- [ASSIGNMENT]:
Pull each line holding "derive" out of the entries below.

_ _ _ _

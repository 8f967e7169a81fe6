// 🔖 Tags and the transaction_tags join table (many-to-many)

use crate::db::{nullable, Assignments, Store};
use crate::entities::transaction::Transaction;
use crate::error::Result;
use rusqlite::{params, Row};
use serde::{Deserialize, Serialize};

#[derive(Debug, Clone, PartialEq, Eq, Hash, Serialize, Deserialize)]
pub struct Tag {
    pub id: i64,
    /// UNIQUE but nullable in the schema
    pub name: Option<String>,
}

impl Tag {
    fn from_row(row: &Row<'_>) -> rusqlite::Result<Self> {
        Ok(Tag {
            id: row.get(0)?,
            name: row.get(1)?,
        })
    }
}

/// Partial update. `name: Some(None)` clears the name.
#[derive(Debug, Clone, Default, PartialEq)]
pub struct TagPatch {
    pub name: Option<Option<String>>,
}

impl TagPatch {
    pub fn name(name: impl Into<String>) -> Self {
        TagPatch {
            name: Some(Some(name.into())),
        }
    }

    fn assignments(&self) -> Assignments {
        let mut set = Assignments::new();
        set.set("name", self.name.clone().map(nullable));
        set
    }
}

impl Store {
    /// Tag names are unique; a duplicate fails with ConstraintViolation
    pub fn create_tag(&self, name: &str) -> Result<i64> {
        let id = self.insert("INSERT INTO tags (name) VALUES (?1)", params![name])?;
        log::debug!("tags: created id {} ('{}')", id, name);
        Ok(id)
    }

    pub fn list_tags(&self) -> Result<Vec<Tag>> {
        self.query("SELECT id, name FROM tags ORDER BY id", [], Tag::from_row)
    }

    pub fn get_tag(&self, id: i64) -> Result<Option<Tag>> {
        self.query_one(
            "SELECT id, name FROM tags WHERE id = ?1",
            params![id],
            Tag::from_row,
        )
    }

    /// Renaming onto an existing name fails with ConstraintViolation
    pub fn update_tag(&self, id: i64, patch: &TagPatch) -> Result<usize> {
        self.update_columns("tags", id, patch.assignments())
    }

    pub fn delete_tag(&self, id: i64) -> Result<usize> {
        self.delete_row("tag", "tags", id, &[("transaction_tags", "tag_id")])
    }

    // ========================================================================
    // TRANSACTION <-> TAG LINKS
    // ========================================================================

    /// Idempotent: linking twice keeps a single row. Returns 1 when a new
    /// link was written, 0 when it already existed.
    pub fn add_tag_to_transaction(&self, transaction_id: i64, tag_id: i64) -> Result<usize> {
        self.execute(
            "INSERT OR IGNORE INTO transaction_tags (transaction_id, tag_id) VALUES (?1, ?2)",
            params![transaction_id, tag_id],
        )
    }

    /// No-op when the link does not exist
    pub fn remove_tag_from_transaction(&self, transaction_id: i64, tag_id: i64) -> Result<usize> {
        self.execute(
            "DELETE FROM transaction_tags WHERE transaction_id = ?1 AND tag_id = ?2",
            params![transaction_id, tag_id],
        )
    }

    /// Tags currently linked to a transaction. Links to deleted tags are skipped.
    pub fn get_transaction_tags(&self, transaction_id: i64) -> Result<Vec<Tag>> {
        self.query(
            "SELECT tags.id, tags.name
             FROM tags
             JOIN transaction_tags ON tags.id = transaction_tags.tag_id
             WHERE transaction_tags.transaction_id = ?1
             ORDER BY tags.id",
            params![transaction_id],
            Tag::from_row,
        )
    }

    /// Transactions carrying a tag, in id order
    pub fn get_transactions_for_tag(&self, tag_id: i64) -> Result<Vec<Transaction>> {
        self.query(
            "SELECT t.id, t.date, t.amount, t.description, t.category_id, t.account_id
             FROM transactions t
             JOIN transaction_tags tt ON t.id = tt.transaction_id
             WHERE tt.tag_id = ?1
             ORDER BY t.id",
            params![tag_id],
            Transaction::from_row,
        )
    }
}
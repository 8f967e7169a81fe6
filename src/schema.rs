// Relational schema: six tables, names and constraints fixed for compatibility
// with existing data files

use crate::error::Result;
use rusqlite::Connection;

pub const TABLES: [&str; 6] = [
    "accounts",
    "categories",
    "transactions",
    "recurring",
    "tags",
    "transaction_tags",
];

const SCHEMA: &str = r#"
CREATE TABLE IF NOT EXISTS accounts (
    id INTEGER PRIMARY KEY AUTOINCREMENT,
    name TEXT NOT NULL,
    type TEXT CHECK(type IN ('cash', 'credit', 'debit', 'investment')) NOT NULL
);

CREATE TABLE IF NOT EXISTS categories (
    id INTEGER PRIMARY KEY AUTOINCREMENT,
    name TEXT NOT NULL,
    parent_id INTEGER,
    FOREIGN KEY (parent_id) REFERENCES categories(id)
);

CREATE TABLE IF NOT EXISTS transactions (
    id INTEGER PRIMARY KEY AUTOINCREMENT,
    date DATE NOT NULL,
    amount REAL NOT NULL,
    description TEXT,
    category_id INTEGER,
    account_id INTEGER,
    FOREIGN KEY (category_id) REFERENCES categories(id),
    FOREIGN KEY (account_id) REFERENCES accounts(id)
);

CREATE TABLE IF NOT EXISTS recurring (
    id INTEGER PRIMARY KEY AUTOINCREMENT,
    description TEXT,
    amount REAL,
    frequency TEXT CHECK(frequency IN ('daily', 'weekly', 'monthly', 'yearly')),
    next_due DATE,
    category_id INTEGER,
    account_id INTEGER,
    FOREIGN KEY (category_id) REFERENCES categories(id),
    FOREIGN KEY (account_id) REFERENCES accounts(id)
);

CREATE TABLE IF NOT EXISTS tags (
    id INTEGER PRIMARY KEY AUTOINCREMENT,
    name TEXT UNIQUE
);

CREATE TABLE IF NOT EXISTS transaction_tags (
    transaction_id INTEGER,
    tag_id INTEGER,
    PRIMARY KEY (transaction_id, tag_id),
    FOREIGN KEY (transaction_id) REFERENCES transactions(id),
    FOREIGN KEY (tag_id) REFERENCES tags(id)
);
"#;

/// Per-connection settings. Foreign keys are declared for documentation only:
/// the bundled SQLite enables enforcement by default, so it is switched off
/// here to keep dangling ids insertable and deletable.
pub fn configure_connection(conn: &Connection) -> Result<()> {
    conn.pragma_update(None, "foreign_keys", false)?;
    Ok(())
}

/// Create every table that does not exist yet. Safe to call on a populated file.
pub fn initialize_database(conn: &Connection) -> Result<()> {
    configure_connection(conn)?;
    conn.execute_batch(SCHEMA)?;
    Ok(())
}
// Runtime configuration threaded through Store and Reporter

use serde::{Deserialize, Serialize};
use std::path::{Path, PathBuf};

pub const DEFAULT_DATABASE_PATH: &str = "finance_tracker.db";
pub const DEFAULT_CHART_PATH: &str = "Images/monthly_spending_by_category.png";
pub const DEFAULT_RECENT_LIMIT: usize = 10;

/// What happens when a row that other rows point at is deleted
#[derive(Debug, Clone, Copy, PartialEq, Eq, Default, Serialize, Deserialize)]
pub enum DeletePolicy {
    /// Delete anyway; dependents keep a dangling id
    #[default]
    AllowDangling,

    /// Refuse the delete while any dependent row exists
    Restrict,
}

#[derive(Debug, Clone, PartialEq, Serialize, Deserialize)]
pub struct Config {
    pub database_path: PathBuf,
    pub chart_path: PathBuf,
    /// Default `n` for recent transactions in the printed report
    pub recent_limit: usize,
    pub delete_policy: DeletePolicy,
}

impl Default for Config {
    fn default() -> Self {
        Config {
            database_path: PathBuf::from(DEFAULT_DATABASE_PATH),
            chart_path: PathBuf::from(DEFAULT_CHART_PATH),
            recent_limit: DEFAULT_RECENT_LIMIT,
            delete_policy: DeletePolicy::default(),
        }
    }
}

impl Config {
    /// Default configuration pointing at a specific database file
    pub fn new(database_path: impl Into<PathBuf>) -> Self {
        Config {
            database_path: database_path.into(),
            ..Config::default()
        }
    }

    pub fn with_chart_path(mut self, chart_path: impl Into<PathBuf>) -> Self {
        self.chart_path = chart_path.into();
        self
    }

    pub fn with_recent_limit(mut self, recent_limit: usize) -> Self {
        self.recent_limit = recent_limit;
        self
    }

    pub fn with_delete_policy(mut self, delete_policy: DeletePolicy) -> Self {
        self.delete_policy = delete_policy;
        self
    }

    pub fn database_path(&self) -> &Path {
        &self.database_path
    }

    pub fn chart_path(&self) -> &Path {
        &self.chart_path
    }
}
pub mod item_store;
pub mod publisher;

_ _ _ _

- [ANSWER TO THE PROBLEM]:
#[derive(Debug, Clone, PartialEq, Eq, Hash, Serialize, Deserialize)]
#[derive(Debug, Clone, Default, PartialEq)]
#[derive(Debug, Clone, Copy, PartialEq, Eq, Default, Serialize, Deserialize)]
#[derive(Debug, Clone, PartialEq, Serialize, Deserialize)]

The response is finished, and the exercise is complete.